# The Vape Guy - Vapecon 2018 Specials!



## BumbleBee (22/8/18)

Vapecon is a few days away and we are so excited to be part if it again 

We'll be bringing along a nice selection of hardware, a few bits not seen very often and a nice variety of spares like tank glasses, drip tips and silicone covers.

I would also like to show off my latest juice creation, Vapecon will be the first public appearance of *Eden*! Eden is a very refreshing blend of Guava & Grapefruit with a dash of ice to beat the approaching warmer days. 

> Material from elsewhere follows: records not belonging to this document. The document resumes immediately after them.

/// PageSpeed MCP Server Entry Point
///
/// Exposes Google PageSpeed Insights as the `run_pagespeed_test` MCP tool.
/// Configuration is read from the environment (see `core::config`), the tool
/// registry is built once, and the selected transport runs until the host
/// disconnects. Any startup failure is logged and exits with status 1.

mod core;
mod tools;

use std::sync::Arc;

use tracing::{error, info};
use tracing_subscriber::EnvFilter;

use crate::core::config::{ServerConfig, TransportMode};
use crate::core::error::ServerError;
use crate::core::registry::ToolRegistry;
use crate::core::server::{self, ServerContext};
use crate::tools::pagespeed::PageSpeedClient;

#[tokio::main]
async fn main() {
    init_tracing();

    if let Err(e) = run().await {
        error!("Fatal error running server: {}", e);
        std::process::exit(1);
    }
}

/// Log to stderr; stdout is reserved for JSON-RPC in STDIO mode.
fn init_tracing() {
    tracing_subscriber::fmt()
        .with_env_filter(EnvFilter::try_from_default_env().unwrap_or_else(|_| "info".into()))
        .with_writer(std::io::stderr)
        .with_target(false)
        .init();
}

async fn run() -> Result<(), ServerError> {
    let config = ServerConfig::from_env()?;

    let registry = ToolRegistry::new(PageSpeedClient::new()?);
    info!("Registered {} tools", registry.list_tools().len());

    let ctx = Arc::new(ServerContext::new(
        config.name.clone(),
        config.version.clone(),
        registry,
    ));

    match config.transport {
        TransportMode::Stdio => server::run_server_stdio(ctx).await?,
        TransportMode::Http => server::run_server_http(ctx, &config).await?,
        TransportMode::Both => {
            // STDIO in the background, HTTP in the foreground
            let stdio_ctx = Arc::clone(&ctx);
            let stdio_handle = tokio::spawn(async move {
                if let Err(e) = server::run_server_stdio(stdio_ctx).await {
                    error!(error = %e, "STDIO server error");
                }
            });

            let http_result = server::run_server_http(ctx, &config).await;

            // If HTTP server exits, abort STDIO task
            stdio_handle.abort();
            http_result?;
        }
    }

    Ok(())
}
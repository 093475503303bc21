/// PageSpeed Insights Tool
///
/// Implements `run_pagespeed_test`: parses untyped call arguments into a
/// validated `RunPageSpeedTestParams`, maps them onto the PageSpeed Insights
/// v5 query string and relays the JSON report unmodified. The report body is
/// never inspected.

use reqwest::Client as HttpClient;
use serde::{Deserialize, Deserializer};
use serde_json::{Value, json};
use tracing::{debug, info, warn};
use url::Url;

use crate::core::error::{ServerError, ToolError};
use crate::core::protocol::McpTool;

pub const TOOL_NAME: &str = "run_pagespeed_test";

/// PageSpeed Insights v5 endpoint.
pub const DEFAULT_ENDPOINT: &str = "https://www.googleapis.com/pagespeedonline/v5/runPagespeed";

/// Device profile the audit is run against.
#[derive(Debug, Clone, Copy, PartialEq, Eq, Default, Deserialize)]
#[serde(rename_all = "lowercase")]
pub enum Strategy {
    #[default]
    Mobile,
    Desktop,
}

impl Strategy {
    pub const ALL: [Strategy; 2] = [Strategy::Mobile, Strategy::Desktop];

    pub fn as_str(self) -> &'static str {
        match self {
            Strategy::Mobile => "mobile",
            Strategy::Desktop => "desktop",
        }
    }
}

/// Lighthouse audit category.
#[derive(Debug, Clone, Copy, PartialEq, Eq, Deserialize)]
#[serde(rename_all = "kebab-case")]
pub enum Category {
    Accessibility,
    BestPractices,
    Performance,
    Pwa,
    Seo,
}

impl Category {
    pub const ALL: [Category; 5] = [
        Category::Accessibility,
        Category::BestPractices,
        Category::Performance,
        Category::Pwa,
        Category::Seo,
    ];

    pub fn as_str(self) -> &'static str {
        match self {
            Category::Accessibility => "accessibility",
            Category::BestPractices => "best-practices",
            Category::Performance => "performance",
            Category::Pwa => "pwa",
            Category::Seo => "seo",
        }
    }
}

/// Validated arguments of a `run_pagespeed_test` call.
///
/// Only `parse` constructs this, so every field already satisfies the input
/// schema by the time the fetch adapter sees it.
#[derive(Debug, Clone, PartialEq)]
pub struct RunPageSpeedTestParams {
    /// Page to audit, exactly as the caller supplied it (known to parse as a URL).
    pub url: String,
    pub strategy: Strategy,
    /// Requested categories in caller order; never empty.
    pub category: Vec<Category>,
    pub locale: String,
    pub api_key: Option<String>,
}

#[derive(Deserialize)]
#[serde(rename_all = "camelCase")]
struct RawParams {
    url: String,
    #[serde(default)]
    strategy: Strategy,
    #[serde(default = "default_categories")]
    category: Vec<Category>,
    #[serde(default = "default_locale")]
    locale: String,
    #[serde(default, deserialize_with = "present_string")]
    api_key: Option<String>,
}

/// Optional field that, when present, must be a string (`null` included).
fn present_string<'de, D>(deserializer: D) -> Result<Option<String>, D::Error>
where
    D: Deserializer<'de>,
{
    String::deserialize(deserializer).map(Some)
}

fn default_categories() -> Vec<Category> {
    vec![Category::Performance]
}

fn default_locale() -> String {
    "en".to_string()
}

impl RunPageSpeedTestParams {
    /// Parse and validate raw call arguments, applying defaults for absent fields.
    pub fn parse(arguments: Value) -> Result<Self, ToolError> {
        let raw: RawParams = serde_json::from_value(arguments)
            .map_err(|e| ToolError::invalid_arguments(TOOL_NAME, e.to_string()))?;

        // The parsed form is only a check; the caller's spelling goes on the wire.
        Url::parse(&raw.url)
            .map_err(|e| ToolError::invalid_arguments(TOOL_NAME, format!("url: {}", e)))?;

        if raw.category.is_empty() {
            return Err(ToolError::invalid_arguments(
                TOOL_NAME,
                "category: must contain at least one entry",
            ));
        }

        Ok(Self {
            url: raw.url,
            strategy: raw.strategy,
            category: raw.category,
            locale: raw.locale,
            api_key: raw.api_key.filter(|key| !key.is_empty()),
        })
    }
}

/// Tool metadata advertised by `tools/list`.
pub fn descriptor() -> McpTool {
    McpTool {
        name: TOOL_NAME.to_string(),
        description: "Run a PageSpeed Insights test on a URL. Tests page performance, \
                      accessibility, SEO, and best practices."
            .to_string(),
        input_schema: input_schema(),
    }
}

fn input_schema() -> Value {
    let strategies: Vec<&str> = Strategy::ALL.iter().map(|s| s.as_str()).collect();
    let categories: Vec<&str> = Category::ALL.iter().map(|c| c.as_str()).collect();

    json!({
        "type": "object",
        "properties": {
            "url": {
                "type": "string",
                "format": "uri",
                "description": "The URL of the page to analyze"
            },
            "strategy": {
                "type": "string",
                "enum": strategies,
                "default": Strategy::default().as_str()
            },
            "category": {
                "type": "array",
                "items": {
                    "type": "string",
                    "enum": categories
                },
                "minItems": 1,
                "default": [Category::Performance.as_str()]
            },
            "locale": {
                "type": "string",
                "default": "en"
            },
            "apiKey": {
                "type": "string",
                "description": "Optional PageSpeed Insights API key"
            }
        },
        "required": ["url"],
        "additionalProperties": false,
        "$schema": "http://json-schema.org/draft-07/schema#"
    })
}

/// Fetch adapter for the PageSpeed Insights API.
///
/// Holds one connection-pooling HTTP client for the life of the process. No
/// request timeout is configured, so a call waits as long as the remote
/// service and the transport allow.
#[derive(Debug, Clone)]
pub struct PageSpeedClient {
    http: HttpClient,
    endpoint: Url,
}

impl PageSpeedClient {
    pub fn new() -> Result<Self, ServerError> {
        let endpoint = Url::parse(DEFAULT_ENDPOINT)
            .map_err(|e| ServerError::Config(format!("invalid PageSpeed endpoint: {}", e)))?;
        Self::with_base_url(endpoint)
    }

    pub fn with_base_url(endpoint: Url) -> Result<Self, ServerError> {
        let http = HttpClient::builder()
            .user_agent(concat!("pagespeed-mcp-server/", env!("CARGO_PKG_VERSION")))
            .build()?;
        Ok(Self { http, endpoint })
    }

    /// Build the full request URL for a validated call.
    ///
    /// Query order is `url`, `strategy`, one `category` per entry, `locale`,
    /// then `key` only when the caller supplied one.
    pub fn request_url(&self, params: &RunPageSpeedTestParams) -> Url {
        let mut url = self.endpoint.clone();
        {
            let mut query = url.query_pairs_mut();
            query.append_pair("url", &params.url);
            query.append_pair("strategy", params.strategy.as_str());
            for category in &params.category {
                query.append_pair("category", category.as_str());
            }
            query.append_pair("locale", &params.locale);
            if let Some(key) = &params.api_key {
                query.append_pair("key", key);
            }
        }
        url
    }

    /// Run one audit and return the raw JSON report.
    pub async fn run(&self, params: &RunPageSpeedTestParams) -> Result<Value, ToolError> {
        info!(
            page = %params.url,
            strategy = params.strategy.as_str(),
            categories = params.category.len(),
            "running PageSpeed test"
        );

        let response = self.http.get(self.request_url(params)).send().await?;

        let status = response.status();
        if !status.is_success() {
            warn!(status = status.as_u16(), page = %params.url, "PageSpeed API returned an error");
            let reason = status
                .canonical_reason()
                .map(str::to_string)
                .unwrap_or_else(|| status.as_str().to_string());
            return Err(ToolError::Api(reason));
        }

        let body = response.text().await?;
        debug!(bytes = body.len(), "received PageSpeed report");
        serde_json::from_str(&body).map_err(|e| ToolError::InvalidResponse(e.to_string()))
    }
}
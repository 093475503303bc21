/// Error Types
///
/// `ToolError` covers everything that can go wrong inside a single tool call.
/// It never crosses the dispatch boundary as a fault: the registry converts it
/// into an `isError` tool result whose text is `"Error: "` followed by the
/// `Display` output below. `ServerError` covers startup failures, which are
/// the only errors that terminate the process.

use thiserror::Error;

/// Failure of a single `tools/call` request.
#[derive(Debug, Error)]
pub enum ToolError {
    /// The call named a tool that is not in the registry.
    #[error("Unknown tool: {0}")]
    UnknownTool(String),

    /// The arguments did not satisfy the tool's input schema.
    #[error("Invalid arguments for {tool}: {detail}")]
    InvalidArguments { tool: &'static str, detail: String },

    /// The PageSpeed API answered with a non-success status.
    #[error("PageSpeed API error: {0}")]
    Api(String),

    /// The request never produced a response (DNS, TLS, connection reset, ...).
    #[error("PageSpeed API request failed: {0}")]
    Request(String),

    /// The PageSpeed API answered 2xx but the body was not JSON.
    #[error("Failed to parse PageSpeed API response: {0}")]
    InvalidResponse(String),
}

impl ToolError {
    pub fn invalid_arguments(tool: &'static str, detail: impl Into<String>) -> Self {
        Self::InvalidArguments {
            tool,
            detail: detail.into(),
        }
    }
}

impl From<reqwest::Error> for ToolError {
    fn from(err: reqwest::Error) -> Self {
        // The URL carries the caller's API key; keep it out of the message.
        let err = err.without_url();
        if err.is_decode() {
            Self::InvalidResponse(err.to_string())
        } else {
            Self::Request(err.to_string())
        }
    }
}

/// Fatal startup failure.
#[derive(Debug, Error)]
pub enum ServerError {
    #[error("invalid configuration: {0}")]
    Config(String),

    #[error("failed to build HTTP client: {0}")]
    HttpClient(#[from] reqwest::Error),

    #[error(transparent)]
    Io(#[from] std::io::Error),
}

This will be available at *R180 *per 60ml authentic Chubby Gorilla bottle, swing by and pick one of these gems up

Reactions: Like 6 | Winner 7


----------



## BumbleBee (23/8/18)

Ooh, I didn’t mention the best bit yet 

I’m knocking 10% off _everything_ for Vapecon!

Reactions: Like 2 | Winner 2


----------



## Max (23/8/18)

Including your online while you are at VapeCon @BumbleBee

Reactions: Like 2 | Agree 1


----------



## Cor (23/8/18)

@Daniel @Steyn777 @Room Fogger @antonherbst @Constantbester

Reactions: Like 5 | Thanks 1


----------



## BumbleBee (23/8/18)

Max said:


> Including your online while you are at VapeCon @BumbleBee


Keep your eyes on the website right after Vapecon

Reactions: Like 2 | Winner 3 | Funny 1 | Thanks 1


----------



## BumbleBee (23/8/18)

We’re trying to be prepared with change but we will have card facilities at Vapecon.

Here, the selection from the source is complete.